Claudia mostrando como é a leitura de um livro traduzido para braile. Foto: Ascom/FPC

Dificuldades e estigmas

Dentre as dificuldades relatadas por elas, está o desafio em se obter materiais adaptados para o público com baixa visão, a exemplo de fonte ampliada, livros em braile ou com tecnologias voltadas para a audiodescrição. 

Frequentadoras da Biblioteca Central, localizada nos Barris, em Salvador, elas tiveram acesso a um acervo diverso voltado para o público PCD. “Eu frequentei durante um bom tempo, quando estava terminando o meu ensino médio. Hoje ainda frequento, essa semana peguei três [volumes] do livro de Graciliano Ramos para poder ler em fonte ampliada”, revelou Selma.

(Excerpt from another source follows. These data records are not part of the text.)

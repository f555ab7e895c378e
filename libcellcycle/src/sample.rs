use super::adapter::Format;
use super::state::StateRule;

// Canonical column names. A table carrying all of these is already normalized.
pub const INDEX_COLUMN: &str = "index";
pub const TIME_COLUMN: &str = "Time";
pub const STATE_COLUMN: &str = "state";
pub const HALF_CYCLE_COLUMN: &str = "half cycle";
pub const FULL_CYCLE_COLUMN: &str = "full cycle";
pub const CAPACITY_COLUMN: &str = "Capacity";
pub const VOLTAGE_COLUMN: &str = "Voltage";
pub const CURRENT_COLUMN: &str = "Current";

pub const CANONICAL_COLUMNS: [&str; 6] = [
    CAPACITY_COLUMN,
    VOLTAGE_COLUMN,
    HALF_CYCLE_COLUMN,
    FULL_CYCLE_COLUMN,
    CURRENT_COLUMN,
    STATE_COLUMN,
];

/// Electrochemical state of a single sample
#[derive(Debug, Clone, Copy, PartialEq, Eq, Hash, Default)]
pub enum State {
    #[default]
    Rest,
    Charge,
    Discharge,
}

impl State {
    /// The label used in the canonical table: R for rest, 0 for charge, 1 for discharge
    pub fn label(&self) -> &'static str {
        match self {
            Self::Rest => "R",
            Self::Charge => "0",
            Self::Discharge => "1",
        }
    }

    /// Parse a canonical state label. Numeric labels may carry a decimal part ("1.0").
    pub fn from_label(label: &str) -> Option<Self> {
        let label = label.trim();
        if label == "R" {
            return Some(Self::Rest);
        }
        match label.parse::<f64>() {
            Ok(v) if v == 0.0 => Some(Self::Charge),
            Ok(v) if v == 1.0 => Some(Self::Discharge),
            _ => None,
        }
    }

    pub fn is_rest(&self) -> bool {
        *self == Self::Rest
    }
}

/// The raw charge signal recorded alongside a sample. Which variant is present decides
/// how the capacity is normalized.
#[derive(Debug, Clone, Copy, PartialEq, Default)]
pub enum ChargeReading {
    #[default]
    Missing,
    /// Monotonic cumulative counters (mAh); only one of the pair moves at a time
    Counters { discharge: f64, charge: f64 },
    /// Capacity is integrated from the sample's instantaneous current and time
    Current,
    /// Charge passed since the previous sample (mAh)
    Increment(f64),
    /// A single cumulative charge signal (mAh)
    Cumulative(f64),
    /// Capacity already reset by the instrument at each half cycle (mAh)
    HalfCycle(f64),
}

impl ChargeReading {
    /// Short name of the signal shape, used in error messages
    pub fn shape(&self) -> &'static str {
        match self {
            Self::Missing => "missing",
            Self::Counters { .. } => "dual counter",
            Self::Current => "current",
            Self::Increment(_) => "increment",
            Self::Cumulative(_) => "cumulative",
            Self::HalfCycle(_) => "half cycle",
        }
    }

    pub fn same_shape(&self, other: &Self) -> bool {
        std::mem::discriminant(self) == std::mem::discriminant(other)
    }
}

/// One instrument reading.
///
/// The adapter fills the raw fields; `state`, `half_cycle`, `full_cycle` and `capacity` are
/// filled in place by the StateSegmenter and CapacityNormalizer.
#[derive(Debug, Clone, PartialEq, Default)]
pub struct Sample {
    pub index: u64,
    pub time: Option<f64>,
    pub current: Option<f64>,
    pub voltage: f64,
    pub charge: ChargeReading,
    pub state: State,
    pub half_cycle: u32,
    pub full_cycle: u32,
    pub capacity: f64,
}

impl Sample {
    pub fn new(index: u64, voltage: f64, charge: ChargeReading) -> Self {
        Self {
            index,
            voltage,
            charge,
            ..Default::default()
        }
    }

    pub fn with_time(mut self, time: f64) -> Self {
        self.time = Some(time);
        self
    }

    pub fn with_current(mut self, current: f64) -> Self {
        self.current = Some(current);
        self
    }

    pub fn with_state(mut self, state: State) -> Self {
        self.state = state;
        self
    }
}

/// Full cycle index for a half cycle index, ceil(half / 2)
pub fn full_cycle_of(half_cycle: u32) -> u32 {
    half_cycle.div_ceil(2)
}

/// The ordered sample table produced by an adapter, together with how its states are to be
/// classified.
#[derive(Debug, Clone)]
pub struct Recording {
    pub format: Format,
    pub state_rule: StateRule,
    pub samples: Vec<Sample>,
    /// The table was already canonical; segmentation and normalization are skipped
    pub canonical: bool,
}

impl Recording {
    pub fn new(format: Format, state_rule: StateRule, samples: Vec<Sample>) -> Self {
        Self {
            format,
            state_rule,
            samples,
            canonical: false,
        }
    }

    /// The distinct half cycle ids, in order
    pub fn half_cycles(&self) -> Vec<u32> {
        let mut ids: Vec<u32> = self.samples.iter().map(|s| s.half_cycle).collect();
        ids.sort_unstable();
        ids.dedup();
        ids
    }

    /// The (capacity, voltage) columns of one half cycle
    pub fn half_cycle_curve(&self, half_cycle: u32) -> (Vec<f64>, Vec<f64>) {
        self.samples
            .iter()
            .filter(|s| s.half_cycle == half_cycle)
            .map(|s| (s.capacity, s.voltage))
            .unzip()
    }

    pub fn len(&self) -> usize {
        self.samples.len()
    }

    pub fn is_empty(&self) -> bool {
        self.samples.is_empty()
    }
}

#[cfg(test)]
mod tests {
    use super::*;

    #[test]
    fn test_state_labels() {
        for state in [State::Rest, State::Charge, State::Discharge] {
            assert_eq!(State::from_label(state.label()), Some(state));
        }
        assert_eq!(State::from_label("1.0"), Some(State::Discharge));
        assert_eq!(State::from_label(" 0 "), Some(State::Charge));
        assert_eq!(State::from_label("2"), None);
        assert_eq!(State::from_label("rest"), None);
    }

    #[test]
    fn test_full_cycle_is_ceil_half() {
        let expected = [0, 1, 1, 2, 2, 3];
        for (half, full) in expected.iter().enumerate() {
            assert_eq!(full_cycle_of(half as u32), *full);
        }
    }

    #[test]
    fn test_half_cycle_curve() {
        let mut samples = Vec::new();
        for i in 0..6u64 {
            let mut s = Sample::new(i, 3.0 + i as f64, ChargeReading::Current);
            s.half_cycle = (i / 3) as u32;
            s.capacity = i as f64;
            samples.push(s);
        }
        let rec = Recording::new(Format::IviumText, StateRule::default(), samples);
        assert_eq!(rec.half_cycles(), vec![0, 1]);
        let (cap, volt) = rec.half_cycle_curve(1);
        assert_eq!(cap, vec![3.0, 4.0, 5.0]);
        assert_eq!(volt, vec![6.0, 7.0, 8.0]);
    }
}
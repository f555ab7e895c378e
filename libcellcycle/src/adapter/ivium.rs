use super::{required, Format};
use crate::error::AdapterError;
use crate::sample::{ChargeReading, Recording, Sample};
use crate::state::{SignConvention, StateRule};
use crate::table::RawTable;

const TIME: &[&str] = &["time /s"];
const CURRENT: &[&str] = &["I /mA"];
const VOLTAGE: &[&str] = &["E /V"];

pub(super) fn matches(table: &RawTable) -> bool {
    table.has_columns(TIME) && table.has_columns(CURRENT) && table.has_columns(VOLTAGE)
}

/// Ivium records only time, current and voltage. Capacity is integrated from the current, and
/// there is no rest state.
pub(super) fn translate(table: &RawTable) -> Result<Recording, AdapterError> {
    let format = Format::IviumText;
    let time = required(table, format, TIME)?;
    let current = required(table, format, CURRENT)?;
    let voltage = required(table, format, VOLTAGE)?;

    let samples = time
        .iter()
        .zip(&current)
        .zip(&voltage)
        .enumerate()
        .map(|(i, ((t, c), v))| {
            Sample::new(i as u64, *v, ChargeReading::Current)
                .with_time(*t)
                .with_current(*c)
        })
        .collect();
    Ok(Recording::new(
        format,
        StateRule::Current(SignConvention::NO_REST),
        samples,
    ))
}

#[cfg(test)]
mod tests {
    use super::*;
    use crate::adapter::AdapterOptions;
    use crate::capacity::{CapacityMode, CapacityNormalizer};
    use crate::state::StateSegmenter;
    use approx::assert_relative_eq;

    #[test]
    fn test_zero_current_joins_charge() {
        let contents = "time /s\tI /mA\tE /V\n0\t0\t3.0\n1800\t2\t3.1\n3600\t2\t3.2\n5400\t-2\t3.1\n";
        let table = RawTable::parse_delimited(contents, '\t').unwrap();
        let mut recording = Format::IviumText
            .translate(&table, &AdapterOptions::default())
            .unwrap();
        StateSegmenter::new(recording.state_rule)
            .segment(&mut recording.samples)
            .unwrap();
        let mode = CapacityNormalizer::new()
            .normalize(&mut recording.samples)
            .unwrap();
        assert_eq!(mode, CapacityMode::CurrentIntegral);
        let halves: Vec<u32> = recording.samples.iter().map(|s| s.half_cycle).collect();
        assert_eq!(halves, vec![1, 1, 1, 2]);
        assert_relative_eq!(recording.samples[2].capacity, 2.0, epsilon = 1e-12);
        assert_eq!(recording.samples[3].capacity, 0.0);
    }

    #[test]
    fn test_requires_all_columns() {
        let table = RawTable::parse_delimited("time /s\tE /V\n0\t3\n", '\t').unwrap();
        assert!(!matches(&table));
        assert!(matches!(
            Format::IviumText.translate(&table, &AdapterOptions::default()),
            Err(AdapterError::MissingColumn { column: "I /mA", .. })
        ));
    }
}
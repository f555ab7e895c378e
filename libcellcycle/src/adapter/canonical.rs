use super::{indices, optional, whole_numbers, Format};
use crate::error::AdapterError;
use crate::sample::{
    ChargeReading, Recording, Sample, State, CANONICAL_COLUMNS, CAPACITY_COLUMN, CURRENT_COLUMN,
    FULL_CYCLE_COLUMN, HALF_CYCLE_COLUMN, INDEX_COLUMN, STATE_COLUMN, TIME_COLUMN,
    VOLTAGE_COLUMN,
};
use crate::state::StateRule;
use crate::table::RawTable;

/// A table that was already normalized. Every canonical column must be present; the values
/// are taken as they are.
pub(super) fn translate(table: &RawTable) -> Result<Recording, AdapterError> {
    let format = Format::PreNormalizedTable;
    if let Some(missing) = CANONICAL_COLUMNS.iter().find(|c| !table.has_column(c)) {
        return Err(AdapterError::MissingColumn {
            format: format.name(),
            column: *missing,
        });
    }

    let index = indices(table, &[INDEX_COLUMN])?;
    let states = table
        .text(STATE_COLUMN)?
        .iter()
        .enumerate()
        .map(|(row, label)| {
            State::from_label(label).ok_or_else(|| AdapterError::BadState {
                value: label.clone(),
                row,
            })
        })
        .collect::<Result<Vec<State>, AdapterError>>()?;
    let half_cycle = cycle_ids(table, HALF_CYCLE_COLUMN)?;
    let full_cycle = cycle_ids(table, FULL_CYCLE_COLUMN)?;
    let capacity = table.numeric(CAPACITY_COLUMN)?;
    let voltage = table.numeric(VOLTAGE_COLUMN)?;
    let current = table.numeric(CURRENT_COLUMN)?;
    let time = optional(table, &[TIME_COLUMN])?;

    let samples = (0..table.n_rows())
        .map(|row| {
            let mut sample = Sample::new(
                index[row],
                voltage[row],
                ChargeReading::HalfCycle(capacity[row]),
            )
            .with_state(states[row]);
            sample.current = present(current[row]);
            sample.time = time.as_ref().and_then(|t| present(t[row]));
            sample.half_cycle = half_cycle[row];
            sample.full_cycle = full_cycle[row];
            sample.capacity = capacity[row];
            sample
        })
        .collect();

    let mut recording = Recording::new(format, StateRule::Labelled, samples);
    recording.canonical = true;
    Ok(recording)
}

/// A cycle id column. Blank, negative and fractional ids are rejected.
fn cycle_ids(table: &RawTable, column: &'static str) -> Result<Vec<u32>, AdapterError> {
    let values = table.numeric(column)?;
    let ids = whole_numbers(&values, u32::MAX as f64)
        .map_err(|(row, value)| AdapterError::BadCycle { column, row, value })?;
    Ok(ids.into_iter().map(|id| id as u32).collect())
}

/// Empty cells are written for readings the instrument did not record
fn present(value: f64) -> Option<f64> {
    if value.is_nan() {
        None
    } else {
        Some(value)
    }
}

Como os livros voltados para o público com baixa visão possuem fonte ampliada, uma obra pode ser dividida em vários módulos, a exemplo de Harry Potter e a Ordem da Fênix, disponível do acervo da Biblioteca, que está dividido em 17 módulos.

A tradução em braile livro Harry Potter e a Ordem da Fênx resultou em 17 módulos. Foto: Vitória Pádua/Aratu On

Devido ao gasto maior de tinta e papel, como são vários “livros” para formar um, o preço das obras em fonte ampliada é maior que os livros “convencionais”, sendo mais “fácil” encontrar os materiais em serviços públicos.

E quando uma pessoa com deficiência está inserido na escola ou faculdade? Além da questão da falta de acessibilidade no espaço físico, outro problema é o despreparo por parte das instituições para transmitir os conteúdos e avaliar o estudante cego ou com baixa-visão.

“Eu estava no sétimo semestre de uma faculdade, aí a professora começou a entregar uma prova. Ela olhou para mim e falou: ‘Ah, eu esqueci de ampliar sua prova’. Eu disse: ‘Não se preocupe, professora, nós vamos resolver isso. Eu leio para a senhora e a senhora responde para mim’”, revelou Selma sobre um dos muitos perrengues enfrentados durante a faculdade de fisioterapia.

Inclusão para a Literatura

Letras, palavras, frases e páginas, quando juntados, podem dar origem ao que chamamos de livros. Para além das versões físicas, a modernidade trouxe o formato digital, em PDF, ampliando o acesso aos materiais. E como que o público cego ou com baixa visão consome esse material? 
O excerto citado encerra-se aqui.